Sob o céu imenso de Chiang Mai, quando a noite se abriu em estrelas, ergui entre as mãos a lanterna que guardava tudo o que não podia dizer em voz alta. À minha volta, centenas de luzes tremulavam como pequenos corações a despertar, mas foi naquele instante — ali, ao lado da minha linda feiticeira — que senti o verdadeiro sentido de libertação.
Quando a chama tocou o papel e a lanterna começou a subir, imaginei que ela levava com ela cada sombra que se tinha colado à minha vida: os medos antigos, as dores que não confessei, os pesos que trago pelos meus e por aqueles que caminham comigo à distância — amigos, leitores, almas irmãs. Desejei-lhes luz, serenidade, abrigo. Desejei que cada um encontrasse o caminho onde a alma respira mais livre.
E assim, lanterna após lanterna, deixei partir tudo o que já não me pertencia.
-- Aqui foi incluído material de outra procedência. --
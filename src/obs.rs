//! Optional observability helpers for token acquisition, requests, and pagination.
//!
//! # Feature Flags
//!
//! - Enable `tracing` (on by default) to emit spans named `oauth2_pager.operation` with the
//!   `operation` and `stage` fields, plus `warn` events for failed attempts and forced token
//!   refreshes.
//! - Enable `metrics` to increment the `oauth2_pager_operation_total` counter for every
//!   attempt/success/failure, labeled by `operation` + `outcome`.

mod metrics;
mod tracing;

pub use metrics::*;
pub use tracing::*;

// self
use crate::_prelude::*;

/// Operations observed by the client.
#[derive(Clone, Copy, Debug, PartialEq, Eq, Hash)]
pub enum Operation {
	/// Client-credentials token exchange.
	TokenAcquisition,
	/// Single authorized API request.
	Request,
	/// Paginated collection fetch.
	Fetch,
	/// Authorization redirect received by the callback endpoint.
	AuthorizationCallback,
}
impl Operation {
	/// Returns a stable label suitable for span or metric fields.
	pub const fn as_str(self) -> &'static str {
		match self {
			Operation::TokenAcquisition => "token_acquisition",
			Operation::Request => "request",
			Operation::Fetch => "fetch",
			Operation::AuthorizationCallback => "authorization_callback",
		}
	}
}
impl Display for Operation {
	fn fmt(&self, f: &mut Formatter) -> FmtResult {
		f.write_str(self.as_str())
	}
}

/// Outcome labels recorded for each attempt.
#[derive(Clone, Copy, Debug, PartialEq, Eq, Hash)]
pub enum Outcome {
	/// Entry to an operation.
	Attempt,
	/// Successful completion.
	Success,
	/// Failure handed back to the caller.
	Failure,
}
impl Outcome {
	/// Returns a stable label suitable for span or metric fields.
	pub const fn as_str(self) -> &'static str {
		match self {
			Outcome::Attempt => "attempt",
			Outcome::Success => "success",
			Outcome::Failure => "failure",
		}
	}
}
impl Display for Outcome {
	fn fmt(&self, f: &mut Formatter) -> FmtResult {
		f.write_str(self.as_str())
	}
}
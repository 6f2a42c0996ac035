//! Authorization-code hand-off contract used by the callback receiver.

// crates.io
use tokio::sync::oneshot;
// self
use crate::_prelude::*;

/// Identifier of one pending interactive authorization attempt.
pub type AuthorizationProcessId = u64;

/// Completes a pending authorization attempt with the code delivered by the OAuth redirect.
pub trait AuthorizationResolver
where
	Self: Send + Sync,
{
	/// Resolves process `process_id` with `code`.
	fn resolve(&self, process_id: AuthorizationProcessId, code: String);
}

/// Resolver that forwards the first code it receives through a oneshot channel.
///
/// Later resolutions are ignored, which makes it suitable for one-shot callback endpoints.
#[derive(Debug)]
pub struct OneshotResolver(Mutex<Option<oneshot::Sender<(AuthorizationProcessId, String)>>>);
impl OneshotResolver {
	/// Creates the resolver together with the receiving half.
	pub fn channel() -> (Self, oneshot::Receiver<(AuthorizationProcessId, String)>) {
		let (tx, rx) = oneshot::channel();

		(Self(Mutex::new(Some(tx))), rx)
	}

	/// Returns `true` once a code has been forwarded.
	pub fn is_resolved(&self) -> bool {
		self.0.lock().is_none()
	}
}
impl AuthorizationResolver for OneshotResolver {
	fn resolve(&self, process_id: AuthorizationProcessId, code: String) {
		if let Some(tx) = self.0.lock().take() {
			let _ = tx.send((process_id, code));
		}
	}
}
O céu encheu-se de esperança e, por um breve momento, senti-me parte de algo maior — de um fôlego de renascimento que beijava a noite inteira.
Quando a última lanterna desapareceu no escuro, percebi que não era apenas o mundo que se iluminava: era eu também. E levei comigo a certeza de que a luz que libertamos pelo bem dos outros acaba sempre por encontrar o caminho de volta até nós.